Aku stress dan sedih membayangkannya, Turki, negara favoritku ini termasuk tinggi angka pembunuhan pada kaum perempuan. Di tahun ini saja tahun pandemic 2020, 300 kasus pembunuhan terhadap perempuan dilaporkan organisasi hak-hak Wanita. Femisida, demikian mereka menyebutnya, yaitu rasa benci terhadap perempuan yang kemudian menjadi alasan pembunuhan terhadap perempuan.

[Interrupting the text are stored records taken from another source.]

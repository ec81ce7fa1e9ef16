//! HTTP retrieval of sitemap documents.

use crate::config::FetchConfig;
use crate::decompress::ByteStream;
use crate::document::RawDocument;
use crate::reference::SitemapReference;
use crate::{Error, Result};
use async_trait::async_trait;
use futures::TryStreamExt;
use reqwest::header::{HeaderMap, HeaderName, HeaderValue};
use reqwest::{Client, Response};
use std::collections::HashMap;
use std::io;
use std::time::Duration;
use tracing::{debug, instrument};

/// Request headers supplied by the caller for every fetch of one run.
pub type RequestHeaders = HashMap<String, String>;

/// Where the resolver gets document bytes from.
///
/// [`Fetcher`] is the HTTP implementation; tests and embedders can supply
/// their own.
#[async_trait]
pub trait DocumentSource: Send + Sync {
    /// Fetch the whole body of `reference`.
    async fn fetch(
        &self,
        reference: &SitemapReference,
        headers: &RequestHeaders,
    ) -> Result<RawDocument>;

    /// Open `reference` as an incremental byte stream.
    ///
    /// Errors that happen after the response starts arrive through the
    /// stream as I/O errors.
    async fn fetch_stream(
        &self,
        reference: &SitemapReference,
        headers: &RequestHeaders,
    ) -> Result<ByteStream>;
}

/// HTTP client for sitemap documents.
///
/// One request per call, no retries. Non-success statuses become
/// [`Error::HttpStatus`]; transport failures and timeouts become
/// [`Error::Fetch`].
#[derive(Debug, Clone)]
pub struct Fetcher {
    client: Client,
}

impl Fetcher {
    /// Creates a fetcher with default settings.
    pub fn new() -> Result<Self> {
        Self::from_config(&FetchConfig::default())
    }

    /// Creates a fetcher with a custom request timeout (primarily for tests).
    pub fn with_timeout(timeout: Duration) -> Result<Self> {
        let config = FetchConfig::default();
        Self::build(&config, timeout)
    }

    /// Creates a fetcher from configuration.
    ///
    /// # Errors
    ///
    /// Returns [`Error::Config`] if a configured header is not a valid HTTP
    /// header or the client cannot be built.
    pub fn from_config(config: &FetchConfig) -> Result<Self> {
        Self::build(config, config.timeout())
    }

    fn build(config: &FetchConfig, timeout: Duration) -> Result<Self> {
        let client = Client::builder()
            .timeout(timeout)
            .user_agent(config.user_agent.as_str())
            .redirect(reqwest::redirect::Policy::limited(config.max_redirects))
            .default_headers(header_map(config.headers.iter())?)
            .gzip(true)
            .brotli(true)
            .build()
            .map_err(|e| Error::Config(format!("failed to build HTTP client: {e}")))?;
        Ok(Self { client })
    }

    async fn send(
        &self,
        reference: &SitemapReference,
        headers: &RequestHeaders,
    ) -> Result<Response> {
        let url = reference.as_str();
        let mut request = self.client.get(url);
        for (name, value) in headers {
            request = request.header(name.as_str(), value.as_str());
        }

        let response = request.send().await.map_err(|source| Error::Fetch {
            url: url.to_string(),
            source,
        })?;

        let status = response.status();
        if !status.is_success() {
            debug!(url, status = status.as_u16(), "Sitemap request failed");
            return Err(Error::HttpStatus {
                url: url.to_string(),
                status: status.as_u16(),
            });
        }
        Ok(response)
    }
}

#[async_trait]
impl DocumentSource for Fetcher {
    #[instrument(level = "debug", skip_all, fields(url = %reference))]
    async fn fetch(
        &self,
        reference: &SitemapReference,
        headers: &RequestHeaders,
    ) -> Result<RawDocument> {
        let response = self.send(reference, headers).await?;
        let body = response.bytes().await.map_err(|source| Error::Fetch {
            url: reference.to_string(),
            source,
        })?;

        debug!(bytes = body.len(), "Fetched sitemap document");
        Ok(RawDocument::new(reference.clone(), body))
    }

    #[instrument(level = "debug", skip_all, fields(url = %reference))]
    async fn fetch_stream(
        &self,
        reference: &SitemapReference,
        headers: &RequestHeaders,
    ) -> Result<ByteStream> {
        let response = self.send(reference, headers).await?;
        debug!(
            content_length = response.content_length(),
            "Streaming sitemap document"
        );
        Ok(Box::pin(response.bytes_stream().map_err(io::Error::other)))
    }
}

pub(crate) fn header_map<'a>(headers: impl Iterator<Item = (&'a String, &'a String)>) -> Result<HeaderMap> {
    let mut map = HeaderMap::new();
    for (name, value) in headers {
        let header_name = HeaderName::from_bytes(name.as_bytes())
            .map_err(|e| Error::Config(format!("invalid header name '{name}': {e}")))?;
        let header_value = HeaderValue::from_str(value)
            .map_err(|e| Error::Config(format!("invalid value for header '{name}': {e}")))?;
        map.insert(header_name, header_value);
    }
    Ok(map)
}
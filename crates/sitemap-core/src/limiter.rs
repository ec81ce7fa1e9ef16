//! Admission gate bounding concurrently running tasks.

use crate::{Error, Result};
use std::future::Future;
use std::sync::Arc;
use tokio::sync::Semaphore;

/// Bounds the number of simultaneously running tasks of one class.
///
/// Tasks submitted through [`run`](Self::run) wait for a slot in submission
/// order (the underlying semaphore is fair) and release it when they finish,
/// whether they succeed or fail. Clones share the same slots.
#[derive(Debug, Clone)]
pub struct Limiter {
    max_concurrent: usize,
    semaphore: Arc<Semaphore>,
}

impl Limiter {
    /// Create a limiter admitting at most `max_concurrent` tasks at once.
    ///
    /// # Errors
    ///
    /// Returns [`Error::Config`] when `max_concurrent` is zero or exceeds the
    /// semaphore's permit limit.
    pub fn new(max_concurrent: usize) -> Result<Self> {
        if max_concurrent == 0 {
            return Err(Error::Config(
                "concurrency limit must be at least 1".to_string(),
            ));
        }
        if max_concurrent > Semaphore::MAX_PERMITS {
            return Err(Error::Config(format!(
                "concurrency limit {max_concurrent} exceeds the maximum of {}",
                Semaphore::MAX_PERMITS
            )));
        }

        Ok(Self {
            max_concurrent,
            semaphore: Arc::new(Semaphore::new(max_concurrent)),
        })
    }

    /// Run `task` once a slot is free.
    ///
    /// The task's own result is returned unchanged; a failing task does not
    /// affect any other task waiting on or running under this limiter.
    pub async fn run<F, Fut, T>(&self, task: F) -> Result<T>
    where
        F: FnOnce() -> Fut,
        Fut: Future<Output = Result<T>>,
    {
        let _permit = self
            .semaphore
            .acquire()
            .await
            .map_err(|_| Error::ResourceLimited("concurrency limiter closed".into()))?;
        task().await
    }

    /// Configured slot count.
    pub const fn max_concurrent(&self) -> usize {
        self.max_concurrent
    }

    /// Slots currently free.
    pub fn available(&self) -> usize {
        self.semaphore.available_permits()
    }
}
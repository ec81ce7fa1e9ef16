//! Streaming gzip decompression for compressed sitemaps.

use async_compression::tokio::bufread::GzipDecoder;
use async_trait::async_trait;
use bytes::Bytes;
use futures::stream::{self, Stream};
use std::io;
use std::pin::Pin;
use tokio::io::AsyncReadExt;
use tokio_util::io::StreamReader;

/// Incremental byte source, as produced by a streaming fetch.
pub type ByteStream = Pin<Box<dyn Stream<Item = io::Result<Bytes>> + Send>>;

/// Magic number opening every gzip member.
const GZIP_MAGIC: [u8; 2] = [0x1f, 0x8b];

/// Decoded size limit applied when none is configured (50 MiB, the sitemap
/// protocol's cap on an uncompressed sitemap).
pub const DEFAULT_MAX_DOCUMENT_BYTES: u64 = 50 * 1024 * 1024;

/// Turns a compressed byte stream into the decompressed document.
#[async_trait]
pub trait Decompress: Send + Sync {
    /// Consume `stream` and return the fully decompressed bytes.
    ///
    /// # Errors
    ///
    /// Returns an I/O error for malformed or truncated input, stream read
    /// failures, or output exceeding the decompressor's size limit.
    async fn decompress(&self, stream: ByteStream) -> io::Result<Vec<u8>>;
}

/// Pull-based gzip decoder.
///
/// Reads the source stream chunk by chunk through [`GzipDecoder`], so peak
/// memory is the decompressed document plus one network chunk. Multi-member
/// gzip files are decoded in full.
#[derive(Debug, Clone, Copy)]
pub struct GzipDecompressor {
    max_output: u64,
}

impl GzipDecompressor {
    /// Decoder rejecting output larger than `max_output` bytes.
    pub const fn new(max_output: u64) -> Self {
        Self { max_output }
    }

    /// Configured output limit in bytes.
    pub const fn max_output(&self) -> u64 {
        self.max_output
    }
}

impl Default for GzipDecompressor {
    fn default() -> Self {
        Self::new(DEFAULT_MAX_DOCUMENT_BYTES)
    }
}

#[async_trait]
impl Decompress for GzipDecompressor {
    async fn decompress(&self, stream: ByteStream) -> io::Result<Vec<u8>> {
        let mut decoder = GzipDecoder::new(StreamReader::new(stream));
        decoder.multiple_members(true);

        let mut output = Vec::new();
        decoder
            .take(self.max_output.saturating_add(1))
            .read_to_end(&mut output)
            .await?;

        if output.len() as u64 > self.max_output {
            return Err(io::Error::new(
                io::ErrorKind::InvalidData,
                format!(
                    "decompressed document exceeds {} bytes",
                    self.max_output
                ),
            ));
        }
        Ok(output)
    }
}

/// Whether `bytes` start with the gzip magic number.
pub fn is_gzip(bytes: &[u8]) -> bool {
    bytes.starts_with(&GZIP_MAGIC)
}

/// Wrap an in-memory body as a single-chunk [`ByteStream`].
pub fn byte_stream_from(body: Bytes) -> ByteStream {
    Box::pin(stream::once(async move { Ok(body) }))
}
//! Sitemap documents: raw bodies and their parsed forms.

use crate::reference::SitemapReference;
use crate::{Error, Result};
use bytes::Bytes;
use chrono::{DateTime, Utc};
use serde::{Deserialize, Serialize};

/// The body of a fetched sitemap document.
#[derive(Debug, Clone)]
pub struct RawDocument {
    /// Reference the body was fetched from.
    pub reference: SitemapReference,
    /// Response body, exactly as received.
    pub body: Bytes,
    /// Whether the reference names a compressed document.
    pub compressed: bool,
}

impl RawDocument {
    /// Wrap a fetched body, deriving `compressed` from the reference suffix.
    pub fn new(reference: SitemapReference, body: impl Into<Bytes>) -> Self {
        let compressed = reference.is_compressed();
        Self {
            reference,
            body: body.into(),
            compressed,
        }
    }

    /// Body length in bytes.
    pub fn len(&self) -> usize {
        self.body.len()
    }

    /// Whether the body is empty.
    pub fn is_empty(&self) -> bool {
        self.body.is_empty()
    }
}

/// A single page entry from a URL set.
#[derive(Debug, Clone, PartialEq, Serialize, Deserialize)]
#[serde(rename_all = "camelCase")]
pub struct UrlEntry {
    /// The page location.
    pub loc: String,
    /// Last modification date.
    #[serde(default, skip_serializing_if = "Option::is_none")]
    pub lastmod: Option<DateTime<Utc>>,
    /// How frequently the page changes.
    #[serde(default, skip_serializing_if = "Option::is_none")]
    pub changefreq: Option<ChangeFrequency>,
    /// Priority relative to other pages of the site (0.0 to 1.0).
    #[serde(default, skip_serializing_if = "Option::is_none")]
    pub priority: Option<f32>,
}

impl UrlEntry {
    /// Entry with a location and no metadata.
    pub fn new(loc: impl Into<String>) -> Self {
        Self {
            loc: loc.into(),
            lastmod: None,
            changefreq: None,
            priority: None,
        }
    }
}

/// Change frequency hints from a sitemap.
#[derive(Debug, Clone, Copy, PartialEq, Eq, Serialize, Deserialize)]
#[serde(rename_all = "lowercase")]
pub enum ChangeFrequency {
    /// The page changes every time it is accessed.
    Always,
    /// The page changes hourly.
    Hourly,
    /// The page changes daily.
    Daily,
    /// The page changes weekly.
    Weekly,
    /// The page changes monthly.
    Monthly,
    /// The page changes yearly.
    Yearly,
    /// The page is archived and will not change.
    Never,
}

impl std::str::FromStr for ChangeFrequency {
    type Err = Error;

    fn from_str(s: &str) -> Result<Self> {
        match s.to_ascii_lowercase().as_str() {
            "always" => Ok(Self::Always),
            "hourly" => Ok(Self::Hourly),
            "daily" => Ok(Self::Daily),
            "weekly" => Ok(Self::Weekly),
            "monthly" => Ok(Self::Monthly),
            "yearly" => Ok(Self::Yearly),
            "never" => Ok(Self::Never),
            _ => Err(Error::Parse(format!("Invalid changefreq value: {s}"))),
        }
    }
}

/// A classified sitemap document.
///
/// Produced once per document by [`crate::parser::parse_document`]; the
/// variant decides whether the resolver collects locations or schedules
/// children.
#[derive(Debug, Clone, PartialEq)]
pub enum ParsedSitemap {
    /// `<urlset>`: terminal page entries, in document order.
    UrlSet(Vec<UrlEntry>),
    /// `<sitemapindex>`: child sitemap references, in document order.
    Index(Vec<SitemapReference>),
}

impl ParsedSitemap {
    /// Short label for logging.
    pub const fn kind(&self) -> &'static str {
        match self {
            Self::UrlSet(_) => "urlset",
            Self::Index(_) => "sitemapindex",
        }
    }

    /// Number of entries or children.
    pub fn len(&self) -> usize {
        match self {
            Self::UrlSet(entries) => entries.len(),
            Self::Index(children) => children.len(),
        }
    }

    /// Whether the document lists nothing.
    pub fn is_empty(&self) -> bool {
        self.len() == 0
    }
}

Menurut WHO, Femisida adalah pembunuhan terhadap perempuan yang disengaja karena rasa tidak sukanya pada perempuan. Kebanyakan hal ini dilakukan oleh orang terdekat seperti teman dekat atau pasangannya. Aku bergidik membayangkannya. Aku jadi berpikir, bagaimana aku begitu berani membuat keputusan untuk hidup dengan seorang lelaki yang mungkin belum sepenuhnya kukenal, terlebih di negara asing seperti ini. Bagaimana pun, karena aku mengikuti beberapa perkembangan kasus ini, aku juga merasa takut. Tetapi, dalam hidup, bukankah kita harus mempertaruhkan resiko-resikonya?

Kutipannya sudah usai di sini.